Work instruction >>
In the entries below, find every line with the string "ApiDoc" and copy it.
-=-=-
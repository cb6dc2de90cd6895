use thiserror::Error;

#[derive(Debug, Error)]
pub enum DomainError {
    #[error("Validation failed: {0}")]
    ValidationFailed(String),
    #[error("Not found: {0}")]
    NotFound(String),
    #[error("Remote store unavailable: {0}")]
    RemoteUnavailable(String),
    #[error("Conflict: {0}")]
    Conflict(String),
    #[error("Invalid credentials")]
    Unauthorized,
}
use bigdecimal::{BigDecimal, Zero};
use uuid::Uuid;

use super::errors::DomainError;

#[derive(Debug, Clone, PartialEq)]
pub struct Product {
    pub id: Uuid,
    pub name: String,
    pub description: String,
    pub price: BigDecimal,
    pub stock: i32,
    pub image_url: String,
    pub category_id: Uuid,
}

#[derive(Debug, Clone, PartialEq)]
pub struct Category {
    pub id: Uuid,
    pub name: String,
    pub description: String,
    pub image_url: String,
}

#[derive(Debug, Clone)]
pub struct ProductInput {
    pub name: String,
    pub description: String,
    pub price: BigDecimal,
    pub stock: i32,
    pub image_url: String,
    pub category_id: Uuid,
}

/// Partial product update; `None` fields are left untouched.
#[derive(Debug, Clone, Default)]
pub struct ProductPatch {
    pub name: Option<String>,
    pub description: Option<String>,
    pub price: Option<BigDecimal>,
    pub stock: Option<i32>,
    pub image_url: Option<String>,
    pub category_id: Option<Uuid>,
}

#[derive(Debug, Clone)]
pub struct CategoryInput {
    pub name: String,
    pub description: String,
    pub image_url: String,
}

#[derive(Debug, Clone, Default)]
pub struct CategoryPatch {
    pub name: Option<String>,
    pub description: Option<String>,
    pub image_url: Option<String>,
}

#[derive(Debug, Clone, Default)]
pub struct ProductFilter {
    pub search: Option<String>,
    pub category_id: Option<Uuid>,
}

impl ProductFilter {
    /// Whether `product` passes both the search text and category criteria.
    pub fn matches(&self, product: &Product) -> bool {
        if let Some(search) = self.search.as_deref().map(str::trim) {
            if !search.is_empty() {
                let needle = search.to_lowercase();
                let hit = product.name.to_lowercase().contains(&needle)
                    || product.description.to_lowercase().contains(&needle);
                if !hit {
                    return false;
                }
            }
        }
        match self.category_id {
            Some(category_id) => product.category_id == category_id,
            None => true,
        }
    }
}

impl Product {
    /// Apply a partial update in place.
    pub fn apply(&mut self, patch: ProductPatch) {
        if let Some(name) = patch.name {
            self.name = name;
        }
        if let Some(description) = patch.description {
            self.description = description;
        }
        if let Some(price) = patch.price {
            self.price = price;
        }
        if let Some(stock) = patch.stock {
            self.stock = stock;
        }
        if let Some(image_url) = patch.image_url {
            self.image_url = image_url;
        }
        if let Some(category_id) = patch.category_id {
            self.category_id = category_id;
        }
    }
}

impl Category {
    pub fn apply(&mut self, patch: CategoryPatch) {
        if let Some(name) = patch.name {
            self.name = name;
        }
        if let Some(description) = patch.description {
            self.description = description;
        }
        if let Some(image_url) = patch.image_url {
            self.image_url = image_url;
        }
    }
}

fn validate_name(name: &str) -> Result<(), DomainError> {
    if name.trim().is_empty() {
        return Err(DomainError::ValidationFailed("name must not be empty".into()));
    }
    Ok(())
}

fn validate_price(price: &BigDecimal) -> Result<(), DomainError> {
    if price < &BigDecimal::zero() {
        return Err(DomainError::ValidationFailed("price must not be negative".into()));
    }
    Ok(())
}

fn validate_stock(stock: i32) -> Result<(), DomainError> {
    if stock < 0 {
        return Err(DomainError::ValidationFailed("stock must not be negative".into()));
    }
    Ok(())
}

impl ProductInput {
    pub fn validate(&self) -> Result<(), DomainError> {
        validate_name(&self.name)?;
        validate_price(&self.price)?;
        validate_stock(self.stock)
    }
}

impl ProductPatch {
    pub fn validate(&self) -> Result<(), DomainError> {
        if let Some(name) = &self.name {
            validate_name(name)?;
        }
        if let Some(price) = &self.price {
            validate_price(price)?;
        }
        if let Some(stock) = self.stock {
            validate_stock(stock)?;
        }
        Ok(())
    }
}

impl CategoryInput {
    pub fn validate(&self) -> Result<(), DomainError> {
        validate_name(&self.name)
    }
}

impl CategoryPatch {
    pub fn validate(&self) -> Result<(), DomainError> {
        match &self.name {
            Some(name) => validate_name(name),
            None => Ok(()),
        }
    }
}
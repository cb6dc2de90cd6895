pub mod application;
pub mod config;
pub mod db;
pub mod domain;
pub mod errors;
pub mod handlers;
pub mod infrastructure;
pub mod schema;
pub mod state;

use actix_web::{middleware::Logger, web, App, HttpServer};
use diesel_migrations::{embed_migrations, EmbeddedMigrations, MigrationHarness};
use utoipa::OpenApi;
use utoipa_swagger_ui::SwaggerUi;

pub use db::{create_pool, DbPool};
pub use state::{AppOptions, AppState, Repositories};

pub const MIGRATIONS: EmbeddedMigrations = embed_migrations!("migrations");

/// Run any pending Diesel migrations against the pool's database.
pub fn run_migrations(pool: &DbPool) -> Result<(), Box<dyn std::error::Error + Send + Sync>> {
    let mut conn = pool.get()?;
    let applied = conn.run_pending_migrations(MIGRATIONS)?;
    log::info!("applied {} pending migration(s)", applied.len());
    Ok(())
}

#[derive(OpenApi)]
#[openapi(
    paths(
        handlers::catalog::list_products,
        handlers::catalog::get_product,
        handlers::catalog::list_categories,
        handlers::cart::get_cart,
        handlers::cart::add_item,
        handlers::cart::update_item,
        handlers::cart::remove_item,
        handlers::cart::clear_cart,
        handlers::checkout::start,
        handlers::checkout::get,
        handlers::checkout::submit_shipping,
        handlers::checkout::back,
        handlers::checkout::pay,
        handlers::checkout::discard,
        handlers::notifications::list,
        handlers::notifications::dismiss,
        handlers::notifications::invoke_action,
        handlers::auth::register,
        handlers::auth::verify,
        handlers::auth::resend,
        handlers::auth::login,
        handlers::auth::update_profile,
        handlers::admin::login,
        handlers::admin::logout,
        handlers::admin::create_product,
        handlers::admin::update_product,
        handlers::admin::delete_product,
        handlers::admin::create_category,
        handlers::admin::update_category,
        handlers::admin::delete_category,
    ),
    tags(
        (name = "catalog", description = "Products and categories"),
        (name = "cart", description = "Per-user shopping cart"),
        (name = "checkout", description = "Shipping, payment and confirmation"),
        (name = "notifications", description = "Transient user messages"),
        (name = "auth", description = "Client registration and sign-in"),
        (name = "admin", description = "Catalog management"),
    )
)]
pub struct ApiDoc;

/// Register every route on `cfg`. Shared by the server and HTTP tests.
pub fn configure(cfg: &mut web::ServiceConfig) {
    use handlers::{admin, auth, cart, catalog, checkout, notifications};

    cfg.route("/products", web::get().to(catalog::list_products))
        .route("/products/{id}", web::get().to(catalog::get_product))
        .route("/categories", web::get().to(catalog::list_categories))
        .service(
            web::scope("/cart/{user_id}")
                .route("", web::get().to(cart::get_cart))
                .route("/items", web::post().to(cart::add_item))
                .route("/items/{entry_id}", web::patch().to(cart::update_item))
                .route("/items/{entry_id}", web::delete().to(cart::remove_item))
                .route("/clear", web::post().to(cart::clear_cart)),
        )
        .service(
            web::scope("/checkout/{user_id}")
                .route("", web::post().to(checkout::start))
                .route("", web::get().to(checkout::get))
                .route("", web::delete().to(checkout::discard))
                .route("/shipping", web::post().to(checkout::submit_shipping))
                .route("/back", web::post().to(checkout::back))
                .route("/payment", web::post().to(checkout::pay)),
        )
        .service(
            web::scope("/notifications")
                .route("", web::get().to(notifications::list))
                .route("/{id}", web::delete().to(notifications::dismiss))
                .route(
                    "/{id}/actions/{label}",
                    web::post().to(notifications::invoke_action),
                ),
        )
        .service(
            web::scope("/auth")
                .route("/register", web::post().to(auth::register))
                .route("/verify", web::post().to(auth::verify))
                .route("/resend", web::post().to(auth::resend))
                .route("/login", web::post().to(auth::login)),
        )
        .route("/users/{id}", web::patch().to(auth::update_profile))
        .service(
            web::scope("/admin")
                .route("/login", web::post().to(admin::login))
                .route("/logout", web::post().to(admin::logout))
                .route("/products", web::post().to(admin::create_product))
                .route("/products/{id}", web::patch().to(admin::update_product))
                .route("/products/{id}", web::delete().to(admin::delete_product))
                .route("/categories", web::post().to(admin::create_category))
                .route("/categories/{id}", web::patch().to(admin::update_category))
                .route("/categories/{id}", web::delete().to(admin::delete_category)),
        );
}

/// Build and return an actix-web `Server` bound to `host:port`.
///
/// The caller is responsible for `.await`-ing (or `tokio::spawn`-ing) the
/// returned server.
pub fn build_server(
    state: web::Data<AppState>,
    host: &str,
    port: u16,
) -> std::io::Result<actix_web::dev::Server> {
    let openapi = ApiDoc::openapi();
    Ok(HttpServer::new(move || {
        App::new()
            .app_data(state.clone())
            .wrap(Logger::default())
            .configure(configure)
            .service(
                SwaggerUi::new("/swagger-ui/{_:.*}").url("/api-docs/openapi.json", openapi.clone()),
            )
    })
    .bind((host.to_string(), port))?
    .run())
}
-=-=-
Exercise output >>
pub struct ApiDoc;
    let openapi = ApiDoc::openapi();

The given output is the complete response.